→ **What you need to do**: Please copy the data shown below, word for word.

_ _ _ _ _ _ _

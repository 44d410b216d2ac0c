//! Afferent/efferent coupling metrics.

use std::collections::BTreeMap;

use serde::{Deserialize, Serialize};

use crate::core::ir::{CallEdge, Symbol};

/// Per-symbol dependency metrics over resolved edges only
#[derive(Debug, Clone, PartialEq, Serialize, Deserialize)]
pub struct CouplingRecord {
    /// Fan-in: resolved calls targeting this symbol
    pub afferent: usize,
    /// Fan-out: resolved calls leaving this symbol
    pub efferent: usize,
    /// efferent / (afferent + efferent); 0.0 when isolated
    pub instability: f64,
}

/// Compute coupling for a deduplicated node set. Keys come back in
/// BTreeMap order so the serialized artifact is stable.
pub fn compute_coupling(nodes: &[&Symbol], calls: &[CallEdge]) -> BTreeMap<String, CouplingRecord> {
    let mut afferent: BTreeMap<&str, usize> = BTreeMap::new();
    let mut efferent: BTreeMap<&str, usize> = BTreeMap::new();

    for call in calls.iter().filter(|c| c.is_resolved()) {
        *efferent.entry(call.frm.as_str()).or_default() += 1;
        *afferent.entry(call.to.as_str()).or_default() += 1;
    }

    nodes
        .iter()
        .map(|node| {
            let fan_in = afferent.get(node.id.as_str()).copied().unwrap_or(0);
            let fan_out = efferent.get(node.id.as_str()).copied().unwrap_or(0);
            let total = fan_in + fan_out;
            let instability = if total == 0 {
                0.0
            } else {
                fan_out as f64 / total as f64
            };
            (
                node.id.clone(),
                CouplingRecord {
                    afferent: fan_in,
                    efferent: fan_out,
                    instability,
                },
            )
        })
        .collect()
}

_ _ _ _ _ _ _

→ **Solution for this exercise**:
repository 44d410b216d2ac0c
//! Afferent/efferent coupling metrics.

use std::collections::BTreeMap;

use serde::{Deserialize, Serialize};

use crate::core::ir::{CallEdge, Symbol};

/// Per-symbol dependency metrics over resolved edges only
#[derive(Debug, Clone, PartialEq, Serialize, Deserialize)]
pub struct CouplingRecord {
    /// Fan-in: resolved calls targeting this symbol
    pub afferent: usize,
    /// Fan-out: resolved calls leaving this symbol
    pub efferent: usize,
    /// efferent / (afferent + efferent); 0.0 when isolated
    pub instability: f64,
}

/// Compute coupling for a deduplicated node set. Keys come back in
/// BTreeMap order so the serialized artifact is stable.
pub fn compute_coupling(nodes: &[&Symbol], calls: &[CallEdge]) -> BTreeMap<String, CouplingRecord> {
    let mut afferent: BTreeMap<&str, usize> = BTreeMap::new();
    let mut efferent: BTreeMap<&str, usize> = BTreeMap::new();

    for call in calls.iter().filter(|c| c.is_resolved()) {
        *efferent.entry(call.frm.as_str()).or_default() += 1;
        *afferent.entry(call.to.as_str()).or_default() += 1;
    }

    nodes
        .iter()
        .map(|node| {
            let fan_in = afferent.get(node.id.as_str()).copied().unwrap_or(0);
            let fan_out = efferent.get(node.id.as_str()).copied().unwrap_or(0);
            let total = fan_in + fan_out;
            let instability = if total == 0 {
                0.0
            } else {
                fan_out as f64 / total as f64
            };
            (
                node.id.clone(),
                CouplingRecord {
                    afferent: fan_in,
                    efferent: fan_out,
                    instability,
                },
            )
        })
        .collect()
}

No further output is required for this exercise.